** WHAT THE EXERCISE ASKS **
Copy out every line of the records in which "swept" can be found.

☆ ☆ ☆

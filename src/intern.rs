//! Interned node names.
//!
//! Markup trees repeat a small vocabulary of element names many times over.
//! Every [`Name`] shares its text with all equal live names through a
//! process-wide interner, so cloning a name or a node handle never copies
//! string data. The interner does not keep names alive on its own.

use parking_lot::RwLock;
use std::borrow::Borrow;
use std::collections::HashMap;
use std::fmt;
use std::ops::Deref;
use std::sync::{Arc, OnceLock, Weak};

/// An interned node name
#[derive(Clone, Eq, PartialEq, Hash, PartialOrd, Ord)]
pub struct Name(Arc<str>);

impl Name {
    pub fn as_str(&self) -> &str {
        &self.0
    }
}

impl Deref for Name {
    type Target = str;

    fn deref(&self) -> &str {
        &self.0
    }
}

impl AsRef<str> for Name {
    fn as_ref(&self) -> &str {
        &self.0
    }
}

impl Borrow<str> for Name {
    fn borrow(&self) -> &str {
        &self.0
    }
}

impl PartialEq<str> for Name {
    fn eq(&self, other: &str) -> bool {
        &*self.0 == other
    }
}

impl PartialEq<&str> for Name {
    fn eq(&self, other: &&str) -> bool {
        &*self.0 == *other
    }
}

impl fmt::Debug for Name {
    fn fmt(&self, f: &mut fmt::Formatter<'_>) -> fmt::Result {
        fmt::Debug::fmt(&*self.0, f)
    }
}

impl fmt::Display for Name {
    fn fmt(&self, f: &mut fmt::Formatter<'_>) -> fmt::Result {
        f.write_str(&self.0)
    }
}

impl From<&str> for Name {
    fn from(s: &str) -> Self {
        intern_name(s)
    }
}

impl From<String> for Name {
    fn from(s: String) -> Self {
        intern_name(&s)
    }
}

impl From<&String> for Name {
    fn from(s: &String) -> Self {
        intern_name(s)
    }
}

/// Smallest table size at which dead entries are swept
const MIN_PRUNE_AT: usize = 64;

/// Name table holding weak references, so a name is released once no node
/// uses it. Dead entries are swept whenever the table doubles.
pub struct NameInterner {
    names: RwLock<NameTable>,
}

struct NameTable {
    entries: HashMap<Box<str>, Weak<str>>,
    prune_at: usize,
}

impl NameTable {
    fn lookup(&self, s: &str) -> Option<Name> {
        self.entries.get(s).and_then(Weak::upgrade).map(Name)
    }

    fn insert(&mut self, s: &str) -> Name {
        if self.entries.len() >= self.prune_at {
            self.entries.retain(|_, name| name.strong_count() > 0);
            self.prune_at = (self.entries.len() * 2).max(MIN_PRUNE_AT);
        }

        let interned: Arc<str> = Arc::from(s);
        self.entries.insert(Box::from(s), Arc::downgrade(&interned));
        Name(interned)
    }
}

impl Default for NameInterner {
    fn default() -> Self {
        Self::new()
    }
}

impl NameInterner {
    pub fn new() -> Self {
        Self {
            names: RwLock::new(NameTable {
                entries: HashMap::new(),
                prune_at: MIN_PRUNE_AT,
            }),
        }
    }

    pub fn intern(&self, s: &str) -> Name {
        if let Some(name) = self.names.read().lookup(s) {
            return name;
        }

        let mut write_guard = self.names.write();
        if let Some(name) = write_guard.lookup(s) {
            return name;
        }
        write_guard.insert(s)
    }

    /// Number of names still in use
    pub fn len(&self) -> usize {
        self.names
            .read()
            .entries
            .values()
            .filter(|name| name.strong_count() > 0)
            .count()
    }

    pub fn is_empty(&self) -> bool {
        self.len() == 0
    }
}

fn global() -> &'static NameInterner {
    static INTERNER: OnceLock<NameInterner> = OnceLock::new();
    INTERNER.get_or_init(NameInterner::new)
}

/// Intern `s` in the process-wide interner
pub fn intern_name(s: &str) -> Name {
    global().intern(s)
}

☆ ☆ ☆

** SOLUTION FOR THIS EXERCISE **
/// Smallest table size at which dead entries are swept
/// uses it. Dead entries are swept whenever the table doubles.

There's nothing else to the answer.